* Goal of the exercise *
Where the material below has a line containing "secrets.insert(key.as_bytes(), serde_json::to_vec(&secret)?)?;", start repeating exactly, and keep going through the line containing "fn fold_direct_channel_case(store: &MeshStore)", with no other lines.

Records for the exercise Start Marker

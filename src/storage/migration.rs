//! Schema migrations for the mesh store.
//!
//! The schema version lives in the `meta` tree. Each step takes the store from
//! version N-1 to N and is recorded immediately after it succeeds, so an
//! interrupted run resumes at the first unapplied step. Steps must be safe to
//! re-run against data they already migrated.
//!
//! Adding a migration:
//! 1. Bump [`CURRENT_SCHEMA_VERSION`]
//! 2. Append a `(version, description, fn)` entry to `MIGRATIONS`
//! 3. Add a test that starts from data in the previous shape

use std::collections::HashMap;

use log::{info, warn};

use super::settings::{ChannelSecret, DEFAULT_PUBLIC_SECRET, DEFAULT_PUBLIC_SECRET_NAME};
use super::{
    deserialize, serialize, MeshStore, StorageError, TREE_CHANNELS, TREE_CHANNEL_SECRETS, TREE_MESSAGES, TREE_META,
};
use crate::models::{Channel, ChannelKind, Message};

pub const CURRENT_SCHEMA_VERSION: u32 = 2;

const VERSION_KEY: &[u8] = b"schema_version";

type MigrationFn = fn(&MeshStore) -> Result<(), StorageError>;

const MIGRATIONS: [(u32, &str, MigrationFn); 2] = [
    (1, "seed default public channel secret", seed_default_secret),
    (2, "fold mixed-case direct channel ids", fold_direct_channel_case),
];

pub(crate) fn stored_version(meta: &sled::Tree) -> Result<u32, StorageError> {
    let Some(bytes) = meta.get(VERSION_KEY)? else {
        return Ok(0);
    };
    let raw: [u8; 4] = bytes[..].try_into().map_err(|_| {
        StorageError::Io(std::io::Error::new(
            std::io::ErrorKind::InvalidData,
            "schema_version is not a 4-byte integer",
        ))
    })?;
    Ok(u32::from_be_bytes(raw))
}

fn record_version(meta: &sled::Tree, version: u32) -> Result<(), StorageError> {
    meta.insert(VERSION_KEY, version.to_be_bytes().to_vec())?;
    meta.flush()?;
    Ok(())
}

/// Apply every pending migration; returns how many ran.
pub fn run_migrations(store: &MeshStore) -> Result<usize, StorageError> {
    let meta = store.tree(TREE_META)?;
    let current = stored_version(&meta)?;
    if current > CURRENT_SCHEMA_VERSION {
        return Err(StorageError::SchemaTooNew {
            found: current,
            supported: CURRENT_SCHEMA_VERSION,
        });
    }

    let mut applied = 0;
    for (version, description, step) in MIGRATIONS.iter() {
        if *version <= current {
            continue;
        }
        info!("Migrating store to v{}: {}", version, description);
        step(store)?;
        record_version(&meta, *version)?;
        applied += 1;
    }
    Ok(applied)
}

fn seed_default_secret(store: &MeshStore) -> Result<(), StorageError> {
    let secrets = store.tree(TREE_CHANNEL_SECRETS)?;
    let key = DEFAULT_PUBLIC_SECRET_NAME.to_lowercase();
    if secrets.contains_key(key.as_bytes())? {
        return Ok(());
    }
    let secret = ChannelSecret {
        name: DEFAULT_PUBLIC_SECRET_NAME.to_string(),
        secret: DEFAULT_PUBLIC_SECRET.to_string(),
    };
    secrets.insert(key.as_bytes(), serde_json::to_vec(&secret)?)?;
    secrets.flush()?;
    Ok(())
}

/// Older builds keyed direct channels by the peer's original-case name. Merge
/// each into its lowercase id, summing unread counts, and move its messages.
fn fold_direct_channel_case(store: &MeshStore) -> Result<(), StorageError> {
    let channels = store.tree(TREE_CHANNELS)?;
    let messages = store.tree(TREE_MESSAGES)?;

    let entries: Vec<(sled::IVec, sled::IVec)> = channels.iter().collect::<Result<_, _>>()?;
    let mut renames: HashMap<String, String> = HashMap::new();
    for (key, value) in entries {
        let channel: Channel = match deserialize(&value) {
            Ok(c) => c,
            Err(e) => {
                warn!("Skipping unreadable channel {:?}: {}", String::from_utf8_lossy(&key), e);
                continue;
            }
        };
        if channel.kind != ChannelKind::Dm {
            continue;
        }
        let lower = channel.channel_id.to_lowercase();
        if lower == channel.channel_id {
            continue;
        }

        let merged = match channels.get(lower.as_bytes())? {
            Some(existing) => {
                let mut target: Channel = deserialize(&existing)?;
                target.unread_count = target.unread_count.saturating_add(channel.unread_count);
                if target.peer_name.is_none() {
                    target.peer_name = channel.peer_name.clone();
                }
                target
            }
            None => Channel {
                channel_id: lower.clone(),
                peer_name: channel.peer_name.clone().or_else(|| Some(channel.channel_id.clone())),
                ..channel.clone()
            },
        };
        channels.insert(lower.as_bytes(), serialize(&merged)?)?;
        channels.remove(key)?;
        renames.insert(channel.channel_id, lower);
    }

    if renames.is_empty() {
        return Ok(());
    }
    for entry in messages.iter() {
        let (key, value) = entry?;
        let mut message: Message = deserialize(&value)?;
        if let Some(lower) = renames.get(&message.channel_id) {
            message.channel_id = lower.clone();
            messages.insert(key, serialize(&message)?)?;
        }
    }
    info!("Folded {} direct channel id(s) to lowercase", renames.len());
    channels.flush()?;
    messages.flush()?;
    Ok(())
}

Records for the exercise End Marker

* Task result *
    secrets.insert(key.as_bytes(), serde_json::to_vec(&secret)?)?;
    secrets.flush()?;
    Ok(())
}

/// Older builds keyed direct channels by the peer's original-case name. Merge
/// each into its lowercase id, summing unread counts, and move its messages.
fn fold_direct_channel_case(store: &MeshStore) -> Result<(), StorageError> {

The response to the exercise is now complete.